Segment Start: DATASET CONTENT

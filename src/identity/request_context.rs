use super::principal::Principal;
use super::session::Session;

/// Which carrier delivered the session token for this request.
#[derive(Debug, Clone, Copy, PartialEq, Eq)]
pub enum CarrierKind {
    Cookie,
    Header,
}

/// Session token candidates lifted from a request. The cookie wins when both are present.
#[derive(Debug, Clone, Default, PartialEq, Eq)]
pub struct CredentialCarrier {
    pub cookie: Option<String>,
    pub header: Option<String>,
}

impl CredentialCarrier {
    pub fn from_cookie(token: impl Into<String>) -> Self { Self { cookie: Some(token.into()), header: None } }
    pub fn from_header(token: impl Into<String>) -> Self { Self { cookie: None, header: Some(token.into()) } }

    /// The authoritative token, ignoring blank values.
    pub fn token(&self) -> Option<(CarrierKind, &str)> {
        fn present(v: &Option<String>) -> Option<&str> { v.as_deref().map(str::trim).filter(|s| !s.is_empty()) }
        present(&self.cookie)
            .map(|t| (CarrierKind::Cookie, t))
            .or_else(|| present(&self.header).map(|t| (CarrierKind::Header, t)))
    }
}

/// Outcome of a successful resolution, scoped to one request.
#[derive(Debug, Clone)]
pub struct RequestContext {
    pub principal: Principal,
    pub session: Session,
    pub carrier: CarrierKind,
}
//! Request gating. Each gate resolves the caller afresh and leaves the
//! resulting `RequestContext` in the request extensions for handlers.

use axum::extract::{Request, State};
use axum::http::HeaderMap;
use axum::middleware::Next;
use axum::response::Response;

use super::transport::carrier_from_headers;
use super::{blocking, AppState};
use crate::error::AppResult;
use crate::identity::{authorize, RequestContext, Role, RoleSet};

/// State for [`require_roles`]: the shared application state plus the
/// roles of which the caller must hold at least one.
#[derive(Clone)]
pub struct RoleGate {
    pub state: AppState,
    pub required: RoleSet,
}

impl RoleGate {
    pub fn new(state: AppState, required: impl IntoIterator<Item = Role>) -> Self {
        RoleGate { state, required: required.into_iter().collect() }
    }
}

async fn resolve(state: &AppState, headers: &HeaderMap) -> AppResult<RequestContext> {
    let carrier = carrier_from_headers(headers, &state.settings);
    let resolver = state.resolver.clone();
    blocking(move || resolver.resolve(&carrier)).await
}

pub async fn authenticated(State(state): State<AppState>, mut req: Request, next: Next) -> AppResult<Response> {
    let ctx = resolve(&state, req.headers()).await?;
    req.extensions_mut().insert(ctx);
    Ok(next.run(req).await)
}

pub async fn require_roles(State(gate): State<RoleGate>, mut req: Request, next: Next) -> AppResult<Response> {
    let ctx = resolve(&gate.state, req.headers()).await?;
    authorize(&ctx.principal, &gate.required)?;
    tracing::debug!(target: "server", user_id = ctx.principal.id, path = %req.uri().path(), "role gate passed");
    req.extensions_mut().insert(ctx);
    Ok(next.run(req).await)
}
//! Public sign-up: one principal plus one profile per specialized role,
//! written in a single unit of work.
//!
//! Validation finishes before anything touches the store, so a rejected
//! request leaves no rows behind. A commit failure rolls back every row of
//! the attempt, including a lost race on the username.

use std::sync::Arc;

use chrono::Utc;
use serde::Deserialize;

use super::credentials::CredentialStore;
use super::error::AuthError;
use super::principal::{AccountStatus, ExpertProfile, Gender, Principal, ReviewStatus, VolunteerProfile, WorkStatus};
use super::roles::{Role, RoleSet};
use crate::storage::{SharedStore, StoreError, UniqueKey, UnitOfWork, UserId, UserRow};

pub const MAX_USERNAME_LEN: usize = 150;
pub const MAX_PASSWORD_LEN: usize = 1024;

#[derive(Debug, Clone, Default, Deserialize)]
pub struct VolunteerProfileInput {
    pub full_name: String,
    #[serde(default)]
    pub phone: Option<String>,
    #[serde(default)]
    pub public_email: Option<String>,
    #[serde(default)]
    pub is_public_visible: bool,
    #[serde(default)]
    pub service_hours: u32,
    #[serde(default)]
    pub skills: Vec<String>,
}

#[derive(Debug, Clone, Default, Deserialize)]
pub struct ExpertProfileInput {
    pub full_name: String,
    #[serde(default)]
    pub phone: Option<String>,
    #[serde(default)]
    pub public_email: Option<String>,
    #[serde(default)]
    pub title: Option<String>,
    #[serde(default)]
    pub org: Option<String>,
    #[serde(default)]
    pub skills: Vec<String>,
}

/// Role tags arrive as raw strings so unknown tags become a validation
/// error with a readable message.
#[derive(Debug, Clone, Default, Deserialize)]
pub struct RegistrationRequest {
    pub username: String,
    pub password: String,
    #[serde(default)]
    pub email: Option<String>,
    #[serde(default)]
    pub nickname: Option<String>,
    #[serde(default)]
    pub avatar: Option<String>,
    #[serde(default)]
    pub gender: Option<Gender>,
    pub roles: Vec<String>,
    #[serde(default)]
    pub volunteer_profile: Option<VolunteerProfileInput>,
    #[serde(default)]
    pub expert_profile: Option<ExpertProfileInput>,
}

pub(crate) fn validate_username(username: &str) -> Result<(), AuthError> {
    if username.is_empty() {
        return Err(AuthError::Validation("username must not be empty".into()));
    }
    if username.chars().count() > MAX_USERNAME_LEN {
        return Err(AuthError::Validation(format!("username must be at most {MAX_USERNAME_LEN} characters")));
    }
    if username.chars().any(char::is_whitespace) {
        return Err(AuthError::Validation("username must not contain whitespace".into()));
    }
    Ok(())
}

pub(crate) fn validate_email(email: &str) -> Result<(), AuthError> {
    match email.split_once('@') {
        Some((local, domain)) if !local.is_empty() && !domain.is_empty() && !email.contains(char::is_whitespace) => Ok(()),
        _ => Err(AuthError::Validation(format!("invalid email address '{email}'"))),
    }
}

fn blank_to_none(v: Option<String>) -> Option<String> {
    v.map(|s| s.trim().to_string()).filter(|s| !s.is_empty())
}

/// Checked form of a request; building it performs every validation step.
struct ValidatedRegistration {
    username: String,
    password: String,
    email: Option<String>,
    nickname: Option<String>,
    avatar: Option<String>,
    gender: Gender,
    roles: RoleSet,
    volunteer: Option<VolunteerProfileInput>,
    expert: Option<ExpertProfileInput>,
}

impl ValidatedRegistration {
    fn try_from_request(req: RegistrationRequest) -> Result<Self, AuthError> {
        let mut roles = RoleSet::new();
        let mut unknown = Vec::new();
        for tag in &req.roles {
            match tag.trim().parse::<Role>() {
                Ok(role) => { roles.insert(role); }
                Err(_) => unknown.push(tag.clone()),
            }
        }
        // Privileged roles are refused before any other check.
        let privileged = roles.privileged();
        if !privileged.is_empty() {
            return Err(AuthError::ForbiddenRoleRequested(privileged));
        }
        if !unknown.is_empty() {
            return Err(AuthError::Validation(format!("unknown roles: {}", unknown.join(", "))));
        }
        if roles.is_empty() {
            return Err(AuthError::Validation("at least one role is required".into()));
        }

        let username = req.username.trim().to_string();
        validate_username(&username)?;
        if req.password.is_empty() {
            return Err(AuthError::Validation("password must not be empty".into()));
        }
        if req.password.len() > MAX_PASSWORD_LEN {
            return Err(AuthError::Validation(format!("password must be at most {MAX_PASSWORD_LEN} bytes")));
        }
        let email = blank_to_none(req.email);
        if let Some(e) = &email { validate_email(e)?; }

        let volunteer = if roles.contains(Role::Volunteer) {
            let p = req.volunteer_profile.ok_or(AuthError::ProfileRequired(Role::Volunteer))?;
            require_full_name(&p.full_name, Role::Volunteer)?;
            Some(p)
        } else {
            None
        };
        let expert = if roles.contains(Role::Expert) {
            let p = req.expert_profile.ok_or(AuthError::ProfileRequired(Role::Expert))?;
            require_full_name(&p.full_name, Role::Expert)?;
            Some(p)
        } else {
            None
        };

        Ok(Self {
            username,
            password: req.password,
            email,
            nickname: blank_to_none(req.nickname),
            avatar: blank_to_none(req.avatar),
            gender: req.gender.unwrap_or_default(),
            roles,
            volunteer,
            expert,
        })
    }
}

fn require_full_name(full_name: &str, role: Role) -> Result<(), AuthError> {
    if full_name.trim().is_empty() {
        return Err(AuthError::Validation(format!("{role} profile full_name must not be empty")));
    }
    Ok(())
}

fn volunteer_row(user_id: UserId, input: VolunteerProfileInput) -> VolunteerProfile {
    VolunteerProfile {
        user_id,
        full_name: input.full_name.trim().to_string(),
        phone: blank_to_none(input.phone),
        public_email: blank_to_none(input.public_email),
        is_public_visible: input.is_public_visible,
        service_hours: input.service_hours,
        skills: input.skills,
        status: ReviewStatus::Pending,
        work_status: WorkStatus::Offline,
    }
}

fn expert_row(user_id: UserId, input: ExpertProfileInput) -> ExpertProfile {
    ExpertProfile {
        user_id,
        full_name: input.full_name.trim().to_string(),
        phone: blank_to_none(input.phone),
        public_email: blank_to_none(input.public_email),
        title: blank_to_none(input.title),
        org: blank_to_none(input.org),
        skills: input.skills,
        status: ReviewStatus::Pending,
    }
}

/// Map a commit failure to the registration error taxonomy.
pub(crate) fn conflict_error(err: StoreError) -> AuthError {
    match err {
        StoreError::UniqueViolation(UniqueKey::Username(u)) => AuthError::DuplicateUsername(u),
        StoreError::UniqueViolation(UniqueKey::Email(e)) => AuthError::DuplicateEmail(e),
        other => AuthError::RegistrationFailed(other),
    }
}

pub struct RegistrationWorkflow {
    store: SharedStore,
    credentials: Arc<CredentialStore>,
}

impl RegistrationWorkflow {
    pub fn new(store: SharedStore, credentials: Arc<CredentialStore>) -> Self { Self { store, credentials } }

    pub fn register(&self, req: RegistrationRequest) -> Result<Principal, AuthError> {
        let v = ValidatedRegistration::try_from_request(req).inspect_err(|e| {
            tracing::info!(target: "identity.registration", error = %e, "registration rejected");
        })?;

        // Cheap early exit; the commit below is still the authority on uniqueness.
        if self.store.user_by_username(&v.username)?.is_some() {
            return Err(AuthError::DuplicateUsername(v.username));
        }

        let password_hash = self.credentials.hash(&v.password)?;
        let id = self.store.next_user_id().map_err(AuthError::RegistrationFailed)?;
        let now = Utc::now();
        let mut work = UnitOfWork::new();
        work.insert_user(UserRow {
            id,
            username: v.username.clone(),
            email: v.email,
            password_hash,
            nickname: v.nickname,
            avatar: v.avatar,
            gender: v.gender,
            roles: Some(v.roles.encode()),
            status: AccountStatus::Active,
            is_active: true,
            created_at: now,
            updated_at: now,
        });
        if let Some(input) = v.volunteer { work.insert_volunteer_profile(volunteer_row(id, input)); }
        if let Some(input) = v.expert { work.insert_expert_profile(expert_row(id, input)); }

        self.store.commit(work).map_err(|e| {
            let err = conflict_error(e);
            tracing::info!(target: "identity.registration", username = %v.username, error = %err, "registration rolled back");
            err
        })?;
        tracing::info!(target: "identity.registration", user_id = id, username = %v.username, roles = %v.roles, "registered principal");

        Principal::load(self.store.as_ref(), id)
            .map_err(AuthError::RegistrationFailed)?
            .ok_or_else(|| AuthError::RegistrationFailed(StoreError::NotFound(format!("users.id={id}"))))
    }
}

Segment End: DATASET CONTENT

§ **TASK DIRECTIONS**:
In the records above, the line with "for this request." marks the start and the line with "pub fn from_cookie(token: impl" marks the end; copy that stretch exactly, both lines included, and nothing else.

§ **EXPECTED ANSWER**:
/// Which carrier delivered the session token for this request.
#[derive(Debug, Clone, Copy, PartialEq, Eq)]
pub enum CarrierKind {
    Cookie,
    Header,
}

/// Session token candidates lifted from a request. The cookie wins when both are present.
#[derive(Debug, Clone, Default, PartialEq, Eq)]
pub struct CredentialCarrier {
    pub cookie: Option<String>,
    pub header: Option<String>,
}

impl CredentialCarrier {
    pub fn from_cookie(token: impl Into<String>) -> Self { Self { cookie: Some(token.into()), header: None } }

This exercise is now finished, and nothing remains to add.